Anna, la figlia maggiore, racconta la tirannia di un padre padrone. Rivive le vicende che l’hanno portata a crescere in fretta, che la fanno partecipe di un mondo che, purtroppo, oggi è una realtà. Un inferno dal quale è necessario fuggire senza paure, senza nascondersi. Un libro di denuncia, un testo per spronare le donne a uscire allo scoperto, a scovare il coraggio per abbandonare uomini che tali non sono. Vittime che devono trovare la forza per staccarsi da padroni ignoranti, da soprusi che nessuno deve subire. Mai. Per nessuna ragione.

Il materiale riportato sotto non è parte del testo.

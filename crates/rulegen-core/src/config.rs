//! Configuration for rulegen runs.
//!
//! Configuration lives in a TOML file (default `rulegen.toml` in the working
//! directory). Every field has a default, so a missing file or a partial file
//! is valid; a malformed file is an error.
//!
//! ## Example Configuration File
//!
//! ```toml
//! [paths]
//! instructions = "mdc-instructions.txt"
//! libraries = "libraries.json"
//! output_dir = "rules-mdc"
//! progress_file = "mdc_generation_progress.jsonl"
//! research_dir = "research"
//!
//! [api]
//! model = "gemini-2.0-flash"
//! api_key_env = "RULEGEN_API_KEY"
//! rate_limit_calls = 2000
//! rate_limit_period_secs = 60
//! max_attempts = 3
//! retry_min_wait_secs = 4
//! retry_max_wait_secs = 10
//!
//! [processing]
//! max_workers = 4
//! chunk_size = 50000
//!
//! [research]
//! enabled = true
//! endpoint = "https://api.exa.ai/answer"
//! api_key_env = "EXA_API_KEY"
//! ```
//!
//! ## Loading
//!
//! ```rust,no_run
//! use rulegen_core::Config;
//! use std::path::Path;
//!
//! let config = Config::load(Path::new("rulegen.toml"))?;
//! config.validate()?;
//! println!("{} workers", config.processing.max_workers);
//! # Ok::<(), rulegen_core::Error>(())
//! ```

use std::fs;
use std::path::{Path, PathBuf};
use std::sync::Arc;
use std::time::Duration;

use serde::{Deserialize, Serialize};

use crate::rate_limit::RateLimitConfig;
use crate::retry::{DEFAULT_TRANSIENT_STATUSES, RetryPolicy, StatusClassifier};
use crate::scheduler::SchedulerConfig;
use crate::{Error, Result};

/// Default configuration file name.
pub const DEFAULT_CONFIG_FILE: &str = "rulegen.toml";

/// Longest accepted period, timeout or backoff, in seconds (one day).
const MAX_PERIOD_SECS: u64 = 86_400;
const MAX_RATE_LIMIT_CALLS: u64 = 1_000_000;
const MAX_ATTEMPTS: u64 = 100;

/// Top-level configuration.
#[derive(Debug, Clone, Default, PartialEq, Eq, Serialize, Deserialize)]
#[serde(default)]
pub struct Config {
    /// Input and output locations.
    pub paths: PathsConfig,
    /// Generation service settings.
    pub api: ApiConfig,
    /// Worker pool and chunking settings.
    pub processing: ProcessingConfig,
    /// Research step run before generation.
    pub research: ResearchConfig,
}

/// File system locations.
#[derive(Debug, Clone, PartialEq, Eq, Serialize, Deserialize)]
#[serde(default)]
pub struct PathsConfig {
    /// Rule-writing instructions included in every prompt.
    pub instructions: PathBuf,
    /// Library catalog (`{category: {subcategory: [library]}}`).
    pub libraries: PathBuf,
    /// Root directory for generated `.mdc` files.
    pub output_dir: PathBuf,
    /// Progress log.
    pub progress_file: PathBuf,
    /// Per-library research: hand-written `<slug>.md` notes and fetched
    /// `<slug>.json` results.
    pub research_dir: PathBuf,
}

impl Default for PathsConfig {
    fn default() -> Self {
        Self {
            instructions: PathBuf::from("mdc-instructions.txt"),
            libraries: PathBuf::from("libraries.json"),
            output_dir: PathBuf::from("rules-mdc"),
            progress_file: PathBuf::from("mdc_generation_progress.jsonl"),
            research_dir: PathBuf::from("research"),
        }
    }
}

/// Generation service settings.
#[derive(Debug, Clone, PartialEq, Eq, Serialize, Deserialize)]
#[serde(default)]
pub struct ApiConfig {
    /// Model identifier sent with every request.
    pub model: String,
    /// OpenAI-compatible chat completions URL.
    pub endpoint: String,
    /// Environment variable holding the API key.
    pub api_key_env: String,
    /// Per-request timeout in seconds.
    pub request_timeout_secs: u64,
    /// Calls allowed per rate limit period.
    pub rate_limit_calls: u32,
    /// Rate limit period in seconds.
    pub rate_limit_period_secs: u64,
    /// Attempts per chunk, including the first.
    #[serde(alias = "max_retries")]
    pub max_attempts: u32,
    /// Lower bound of the backoff between attempts, in seconds.
    pub retry_min_wait_secs: u64,
    /// Upper bound of the backoff between attempts, in seconds.
    pub retry_max_wait_secs: u64,
    /// HTTP statuses treated as transient.
    pub transient_statuses: Vec<u16>,
}

impl Default for ApiConfig {
    fn default() -> Self {
        Self {
            model: "gemini-2.0-flash".to_string(),
            endpoint: "https://generativelanguage.googleapis.com/v1beta/openai/chat/completions"
                .to_string(),
            api_key_env: "RULEGEN_API_KEY".to_string(),
            request_timeout_secs: 120,
            rate_limit_calls: 2000,
            rate_limit_period_secs: 60,
            max_attempts: 3,
            retry_min_wait_secs: 4,
            retry_max_wait_secs: 10,
            transient_statuses: DEFAULT_TRANSIENT_STATUSES.to_vec(),
        }
    }
}

impl ApiConfig {
    /// Per-request timeout.
    #[must_use]
    pub const fn request_timeout(&self) -> Duration {
        Duration::from_secs(self.request_timeout_secs)
    }

    /// Read the API key from the configured environment variable.
    pub fn api_key(&self) -> Result<String> {
        match std::env::var(&self.api_key_env) {
            Ok(key) if !key.trim().is_empty() => Ok(key),
            _ => Err(Error::Config(format!(
                "API key not set: export {} before running",
                self.api_key_env
            ))),
        }
    }
}

/// Worker pool and chunking settings.
#[derive(Debug, Clone, PartialEq, Eq, Serialize, Deserialize)]
#[serde(default)]
pub struct ProcessingConfig {
    /// Concurrent workers.
    pub max_workers: usize,
    /// Maximum chunk size in characters.
    pub chunk_size: usize,
    /// Overlap for character-window splits.
    pub chunk_overlap: usize,
    /// Chunks of one job generated concurrently.
    pub chunk_concurrency: usize,
}

impl Default for ProcessingConfig {
    fn default() -> Self {
        Self {
            max_workers: 4,
            chunk_size: 50_000,
            chunk_overlap: 200,
            chunk_concurrency: 1,
        }
    }
}

/// Research service settings.
///
/// The step is skipped, with a warning, when the key variable is unset.
#[derive(Debug, Clone, PartialEq, Eq, Serialize, Deserialize)]
#[serde(default)]
pub struct ResearchConfig {
    /// Fetch research for libraries with no cached result.
    pub enabled: bool,
    /// Answer endpoint URL.
    pub endpoint: String,
    /// Environment variable holding the research API key.
    pub api_key_env: String,
    /// Per-request timeout in seconds.
    pub request_timeout_secs: u64,
    /// Libraries researched concurrently.
    pub concurrency: usize,
}

impl Default for ResearchConfig {
    fn default() -> Self {
        Self {
            enabled: true,
            endpoint: "https://api.exa.ai/answer".to_string(),
            api_key_env: "EXA_API_KEY".to_string(),
            request_timeout_secs: 60,
            concurrency: 4,
        }
    }
}

impl ResearchConfig {
    /// Per-request timeout.
    #[must_use]
    pub const fn request_timeout(&self) -> Duration {
        Duration::from_secs(self.request_timeout_secs)
    }

    /// The research API key, or `None` when the variable is unset or empty.
    #[must_use]
    pub fn api_key(&self) -> Option<String> {
        std::env::var(&self.api_key_env)
            .ok()
            .filter(|key| !key.trim().is_empty())
    }
}

impl Config {
    /// Load configuration from `path`.
    ///
    /// A missing file yields the defaults.
    ///
    /// # Errors
    ///
    /// Returns an error if the file exists but cannot be read or contains
    /// invalid TOML.
    pub fn load(path: &Path) -> Result<Self> {
        if !path.exists() {
            return Ok(Self::default());
        }
        let content = fs::read_to_string(path)
            .map_err(|e| Error::Config(format!("Failed to read config: {e}")))?;
        toml::from_str(&content).map_err(|e| Error::Config(format!("Failed to parse config: {e}")))
    }

    /// Write the configuration to `path`, creating parent directories.
    pub fn save(&self, path: &Path) -> Result<()> {
        if let Some(parent) = path.parent().filter(|p| !p.as_os_str().is_empty()) {
            fs::create_dir_all(parent)
                .map_err(|e| Error::Config(format!("Failed to create config directory: {e}")))?;
        }
        let content = toml::to_string_pretty(self)
            .map_err(|e| Error::Config(format!("Failed to serialize config: {e}")))?;
        fs::write(path, content).map_err(|e| Error::Config(format!("Failed to write config: {e}")))
    }

    /// Check that every value is usable.
    pub fn validate(&self) -> Result<()> {
        let api = &self.api;
        let processing = &self.processing;

        if processing.max_workers == 0 {
            return Err(Error::Config("max_workers must be at least 1".into()));
        }
        if processing.chunk_concurrency == 0 {
            return Err(Error::Config("chunk_concurrency must be at least 1".into()));
        }
        if processing.chunk_size == 0 {
            return Err(Error::Config("chunk_size must be at least 1".into()));
        }
        if processing.chunk_overlap >= processing.chunk_size {
            return Err(Error::Config(format!(
                "chunk_overlap ({}) must be smaller than chunk_size ({})",
                processing.chunk_overlap, processing.chunk_size
            )));
        }
        if api.rate_limit_calls == 0 {
            return Err(Error::Config("rate_limit_calls must be at least 1".into()));
        }
        if api.rate_limit_period_secs == 0 {
            return Err(Error::Config("rate_limit_period_secs must be at least 1".into()));
        }
        if api.max_attempts == 0 {
            return Err(Error::Config("max_attempts must be at least 1".into()));
        }
        if api.retry_min_wait_secs > api.retry_max_wait_secs {
            return Err(Error::Config(format!(
                "retry_min_wait_secs ({}) exceeds retry_max_wait_secs ({})",
                api.retry_min_wait_secs, api.retry_max_wait_secs
            )));
        }
        if api.request_timeout_secs == 0 {
            return Err(Error::Config("request_timeout_secs must be at least 1".into()));
        }
        check_upper("rate_limit_calls", u64::from(api.rate_limit_calls), MAX_RATE_LIMIT_CALLS)?;
        check_upper("rate_limit_period_secs", api.rate_limit_period_secs, MAX_PERIOD_SECS)?;
        check_upper("retry_max_wait_secs", api.retry_max_wait_secs, MAX_PERIOD_SECS)?;
        check_upper("request_timeout_secs", api.request_timeout_secs, MAX_PERIOD_SECS)?;
        check_upper("max_attempts", u64::from(api.max_attempts), MAX_ATTEMPTS)?;
        if api.endpoint.trim().is_empty() {
            return Err(Error::Config("api endpoint must not be empty".into()));
        }

        let research = &self.research;
        if research.enabled {
            if research.concurrency == 0 {
                return Err(Error::Config("research concurrency must be at least 1".into()));
            }
            if research.request_timeout_secs == 0 {
                return Err(Error::Config(
                    "research request_timeout_secs must be at least 1".into(),
                ));
            }
            check_upper(
                "research request_timeout_secs",
                research.request_timeout_secs,
                MAX_PERIOD_SECS,
            )?;
            if research.endpoint.trim().is_empty() {
                return Err(Error::Config("research endpoint must not be empty".into()));
            }
        }
        Ok(())
    }

    /// Rate limit budget.
    #[must_use]
    pub const fn rate_limit(&self) -> RateLimitConfig {
        RateLimitConfig::new(
            self.api.rate_limit_calls,
            Duration::from_secs(self.api.rate_limit_period_secs),
        )
    }

    /// Retry bounds.
    #[must_use]
    pub const fn retry_policy(&self) -> RetryPolicy {
        RetryPolicy::new(
            self.api.max_attempts,
            Duration::from_secs(self.api.retry_min_wait_secs),
            Duration::from_secs(self.api.retry_max_wait_secs),
        )
    }

    /// The explicit configuration value handed to the scheduler.
    #[must_use]
    pub fn scheduler_config(&self) -> SchedulerConfig {
        SchedulerConfig {
            workers: self.processing.max_workers,
            rate_limit: self.rate_limit(),
            retry: self.retry_policy(),
            max_chunk_size: self.processing.chunk_size,
            chunk_overlap: self.processing.chunk_overlap,
            chunk_concurrency: self.processing.chunk_concurrency,
            classifier: Arc::new(StatusClassifier::new(self.api.transient_statuses.clone())),
        }
    }
}

fn check_upper(key: &str, value: u64, max: u64) -> Result<()> {
    if value > max {
        return Err(Error::Config(format!("{key} ({value}) must be at most {max}")));
    }
    Ok(())
}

L’incipit presenta Anna, figlia di Stella e Toni, irriducibile alcolizzato, nella scena in cui è ricoverata in ospedale a seguito di alcuni malori. I parenti le portano la notizia della morte dei genitori avvenuta in un improbabile incidente e parte la narrazione della vita di questi ultimi che ha unito la paura, l’astio e la nascita di molti figli. Era evidente la loro incompatibilità, sia per via dei caratteri che del vizio del padre, il quale sarà per sempre il tormento di una donna che non lo lascia perché a suo dire lo teme, ma pare proprio che il suo timore sia quello di vivere. Avrebbe i parenti ad appoggiarla, perfino i cognati, ma trova una scusa dopo l’altra per rimanere nell’inferno derivante dalle bottiglie. L’alcol conduce il marito alla malattia e alla prigione, ma niente cambia e si prova la stessa irritazione che sentono i figli, spettatori impotenti.

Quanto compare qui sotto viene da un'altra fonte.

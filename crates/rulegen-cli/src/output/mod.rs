//! Terminal output for the CLI

pub mod progress;
pub mod summary;

pub use progress::{ConsoleWriter, RunProgress};
pub use summary::{StatusReport, render_run_summary, render_status};
//! Run and status summaries

use std::collections::HashMap;
use std::io::Write;
use std::path::Path;

use anyhow::Result;
use chrono::{DateTime, Utc};
use colored::Colorize;
use rulegen_core::progress::summarize;
use rulegen_core::{JobId, ProgressRecord, RecordStatus, RunSummary};
use serde::Serialize;

/// A failed library as shown by `rulegen status`.
#[derive(Debug, Clone, Serialize, PartialEq, Eq)]
#[serde(rename_all = "camelCase")]
pub struct FailureEntry {
    /// Catalog id.
    pub id: String,
    /// Recorded failure reason.
    pub reason: String,
    /// When the failure was recorded.
    pub updated_at: DateTime<Utc>,
}

/// Snapshot of a progress log.
#[derive(Debug, Clone, Serialize, PartialEq, Eq)]
#[serde(rename_all = "camelCase")]
pub struct StatusReport {
    /// Progress log path.
    pub progress_file: String,
    /// Libraries with a written document.
    pub succeeded: usize,
    /// Libraries whose last attempt failed.
    pub failed: usize,
    /// Libraries a previous run started but never finished.
    pub interrupted: usize,
    /// All recorded libraries.
    pub total: usize,
    /// Failed libraries, sorted by id. Empty unless requested.
    #[serde(skip_serializing_if = "Vec::is_empty")]
    pub failures: Vec<FailureEntry>,
}

impl StatusReport {
    /// Build a report from loaded records.
    pub fn from_records(
        progress_file: &Path,
        records: &HashMap<JobId, ProgressRecord>,
        include_failures: bool,
    ) -> Self {
        let summary = summarize(records.values());
        let mut failures: Vec<FailureEntry> = if include_failures {
            records
                .values()
                .filter(|record| record.status == RecordStatus::Failed)
                .map(|record| FailureEntry {
                    id: record.id.to_string(),
                    reason: record.reason.clone().unwrap_or_default(),
                    updated_at: record.updated_at,
                })
                .collect()
        } else {
            Vec::new()
        };
        failures.sort_by(|a, b| a.id.cmp(&b.id));

        Self {
            progress_file: progress_file.display().to_string(),
            succeeded: summary.succeeded,
            failed: summary.failed,
            interrupted: summary.interrupted,
            total: summary.total(),
            failures,
        }
    }
}

/// Print a status report as text.
pub fn render_status(writer: &mut impl Write, report: &StatusReport) -> Result<()> {
    writeln!(writer, "Progress: {}", report.progress_file)?;
    if report.total == 0 {
        writeln!(writer, "No libraries processed yet.")?;
        return Ok(());
    }

    writeln!(writer, "  Succeeded:   {}", report.succeeded.to_string().green())?;
    writeln!(writer, "  Failed:      {}", colored_count(report.failed))?;
    writeln!(writer, "  Interrupted: {}", report.interrupted.to_string().yellow())?;
    writeln!(writer, "  Total:       {}", report.total)?;

    if !report.failures.is_empty() {
        writeln!(writer, "\nFailed libraries:")?;
        for failure in &report.failures {
            writeln!(writer, "  {}: {}", failure.id.bold(), failure.reason)?;
        }
    }
    Ok(())
}

/// Print the outcome of a run.
pub fn render_run_summary(writer: &mut impl Write, summary: &RunSummary) -> Result<()> {
    writeln!(
        writer,
        "Generated {} of {} libraries ({} already done)",
        summary.succeeded.to_string().green(),
        summary.total(),
        summary.skipped
    )?;
    if summary.failed > 0 {
        writeln!(writer, "  Failed:  {}", colored_count(summary.failed))?;
    }
    if summary.pending > 0 {
        writeln!(
            writer,
            "  Pending: {} (interrupted, run again to finish)",
            summary.pending.to_string().yellow()
        )?;
    }
    writeln!(
        writer,
        "  Calls:   {} (waited {:.1}s for the rate limit)",
        summary.attempts,
        summary.rate_limit_wait.as_secs_f64()
    )?;

    for (id, reason) in &summary.failures {
        writeln!(writer, "  {} {}: {reason}", "x".red(), id.as_str().bold())?;
    }
    Ok(())
}

fn colored_count(count: usize) -> colored::ColoredString {
    if count == 0 {
        count.to_string().green()
    } else {
        count.to_string().red()
    }
}
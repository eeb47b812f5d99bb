//! Best-practice research fetched before generation.
//!
//! For every selected library without a cached result, a [`Researcher`] asks
//! an answer service for "`<library>` best practices coding standards" and the
//! [`ResearchCache`] stores the answer and its citations as
//! `<research_dir>/<slug>.json`. The [`PromptBuilder`](crate::PromptBuilder)
//! later turns a substantial cached result into the job payload; thin results
//! fall back to the model's own knowledge.
//!
//! Research is best effort. A library whose lookup fails is logged and
//! generated without research; the run itself never fails because of it.
//!
//! ```text
//! research/
//!   react.json        # fetched: {"answer": "...", "citations": [{"text": "..."}]}
//!   next-js.md        # hand-written notes take precedence over fetched ones
//! ```

use std::collections::HashSet;
use std::fmt::Write as _;
use std::path::PathBuf;
use std::time::Duration;

use async_trait::async_trait;
use futures::stream::{self, StreamExt};
use reqwest::Client;
use serde::{Deserialize, Serialize};
use tokio::fs;
use tokio_util::sync::CancellationToken;
use tracing::{debug, info, warn};

use crate::catalog::LibraryEntry;
use crate::config::ResearchConfig;
use crate::generate::GenerateError;
use crate::llm::{status_error, transport_error};
use crate::retry::{Classifier, RetryError, RetryPolicy, run_with_retry};
use crate::{Error, Result};

/// Answers shorter than this (after trimming) do not count as material.
pub const MIN_ANSWER_CHARS: usize = 100;
/// Joined citation text shorter than this does not count as material.
pub const MIN_CITATION_CHARS: usize = 200;
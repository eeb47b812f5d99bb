#![allow(clippy::expect_used, clippy::unwrap_used)]

use std::path::Path;
use std::time::Duration;

use assert_cmd::Command;

#[allow(dead_code)]
pub const CMD_TIMEOUT: Duration = Duration::from_secs(30);

#[allow(dead_code)]
pub const API_KEY_ENV: &str = "RULEGEN_API_KEY";

#[allow(dead_code)]
pub const RESEARCH_KEY_ENV: &str = "EXA_API_KEY";

#[allow(dead_code)]
pub const CATALOG: &str = r#"{
    "frontend_frameworks": {"react": ["react", "next.js"]},
    "backend": {"python": ["django"]}
}"#;

/// A `rulegen` command running in `dir` with a clean environment.
#[allow(dead_code)]
pub fn rulegen_cmd(dir: &Path) -> Command {
    let mut cmd = Command::new(assert_cmd::cargo::cargo_bin!("rulegen"));
    cmd.timeout(CMD_TIMEOUT);
    cmd.current_dir(dir);
    cmd.env("NO_COLOR", "1");
    cmd.env_remove(API_KEY_ENV);
    cmd.env_remove(RESEARCH_KEY_ENV);
    cmd.env_remove("RULEGEN_CONFIG");
    cmd.env_remove("RUST_LOG");
    cmd
}

/// Write `rulegen.toml` pointing the client at `endpoint` with no retries.
#[allow(dead_code)]
pub fn write_config(dir: &Path, endpoint: &str) {
    let config = format!(
        r#"[api]
endpoint = "{endpoint}"
max_attempts = 1
retry_min_wait_secs = 0
retry_max_wait_secs = 0
request_timeout_secs = 5

[processing]
max_workers = 2
"#
    );
    std::fs::write(dir.join("rulegen.toml"), config).unwrap();
}

#[allow(dead_code)]
pub fn write_catalog(dir: &Path) {
    std::fs::write(dir.join("libraries.json"), CATALOG).unwrap();
}

/// Chat-completions body whose message is a valid rule document.
#[allow(dead_code)]
pub fn completion_body(library: &str) -> serde_json::Value {
    let rule = serde_json::json!({
        "name": format!("{library} Best Practices"),
        "glob_pattern": "*.jsx,*.tsx",
        "description": format!("Guidance for {library}."),
        "content": format!("# {library}\n\nKeep components small."),
    });
    serde_json::json!({
        "choices": [{ "message": { "role": "assistant", "content": rule.to_string() } }]
    })
}
//! Progress display for runs
//!
//! While a bar is on screen, console log lines go through [`ConsoleWriter`],
//! which clears the bar for the duration of the write and redraws it after.

use std::io::{self, Write};
use std::sync::{Arc, Mutex, PoisonError};

use indicatif::{ProgressBar, ProgressDrawTarget, ProgressStyle};
use is_terminal::IsTerminal;
use rulegen_core::ProgressCallback;

/// Bar currently drawn on stderr, if any.
static ACTIVE_BAR: Mutex<Option<ProgressBar>> = Mutex::new(None);

fn set_active(bar: Option<ProgressBar>) {
    *ACTIVE_BAR.lock().unwrap_or_else(PoisonError::into_inner) = bar;
}

fn active() -> Option<ProgressBar> {
    ACTIVE_BAR
        .lock()
        .unwrap_or_else(PoisonError::into_inner)
        .clone()
}

fn with_bar_suspended<R>(f: impl FnOnce() -> R) -> R {
    match active() {
        Some(bar) => bar.suspend(f),
        None => f(),
    }
}

/// Stderr writer for the console log layer.
#[derive(Debug, Clone, Copy, Default)]
pub struct ConsoleWriter;

impl Write for ConsoleWriter {
    fn write(&mut self, buf: &[u8]) -> io::Result<usize> {
        with_bar_suspended(|| io::stderr().write(buf))
    }

    fn write_all(&mut self, buf: &[u8]) -> io::Result<()> {
        // One event is one buffer; keep it in a single suspension.
        with_bar_suspended(|| io::stderr().lock().write_all(buf))
    }

    fn flush(&mut self) -> io::Result<()> {
        io::stderr().flush()
    }
}

/// Progress bar fed by the scheduler's `(completed, total)` callback.
///
/// Hidden when stderr is not a terminal or output is quiet.
#[derive(Clone)]
pub struct RunProgress {
    bar: ProgressBar,
}

impl RunProgress {
    /// Bar for `total` jobs. Console logging is routed around it until
    /// [`finish`](Self::finish).
    pub fn new(total: usize, quiet: bool) -> Self {
        let bar = ProgressBar::new(total as u64);
        if quiet || !std::io::stderr().is_terminal() {
            bar.set_draw_target(ProgressDrawTarget::hidden());
        }
        bar.set_style(
            ProgressStyle::default_bar()
                .template("{spinner:.green} [{elapsed_precise}] [{bar:40.cyan/blue}] {pos}/{len} libraries ({eta})")
                .unwrap_or_else(|_| ProgressStyle::default_bar())
                .progress_chars("#>-"),
        );
        set_active(Some(bar.clone()));
        Self { bar }
    }

    /// Callback to hand to the scheduler.
    pub fn callback(&self) -> ProgressCallback {
        let bar = self.bar.clone();
        Arc::new(move |completed, total| {
            bar.set_length(total as u64);
            bar.set_position(completed as u64);
        })
    }

    /// Position shown on the bar.
    pub fn position(&self) -> u64 {
        self.bar.position()
    }

    /// Remove the bar from the terminal.
    pub fn finish(&self) {
        set_active(None);
        self.bar.finish_and_clear();
    }
}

Vien da chiedersi come mai tanto disamore, tanta ostinazione e inclinazione al martirio. Probabilmente un’analisi più approfondita dei personaggi avrebbe dato risposta a questo interrogativo, ma è una opinione mia, la convinzione che nessuno nasca alcolizzato o pazzo. So che nei telegiornali se ne sentono a ufo di vicende così, ma il punto è che lo spazio di una cronaca e quello di un romanzo sono molto differenti e quindi anche se l’obiettivo era riportare una storia vera, si poteva dare più ampio respiro, prima di cominciare, a ciò che riguarda quest’uomo e questa donna che invece restano senza futuro e senza passato.
La breve descrizione dell’inizio della loro storia di distruzione è troppo esigua per renderli vivi e farli amare al lettore. Comunque resta uno spaccato di attualità da leggere per rendersi conto ancora una volta del poco amore che le donne possono nutrire per se medesime e per i figli. Stella continua a ripetere che non lo lascia perché non saprebbe dove andare coi figli, ma continua a farne altri e poi, quando l’occasione di andarsene ce l’ha, torna indietro. La paura dietro la quale si barrica è un paravento troppo sottile, non l'ho vista né sentita, forse per la volontà dell'autrice di narrare gli avvenimenti fedelmente e basta.
Sicuramente la scrittrice è promettente e in futuro farà di meglio.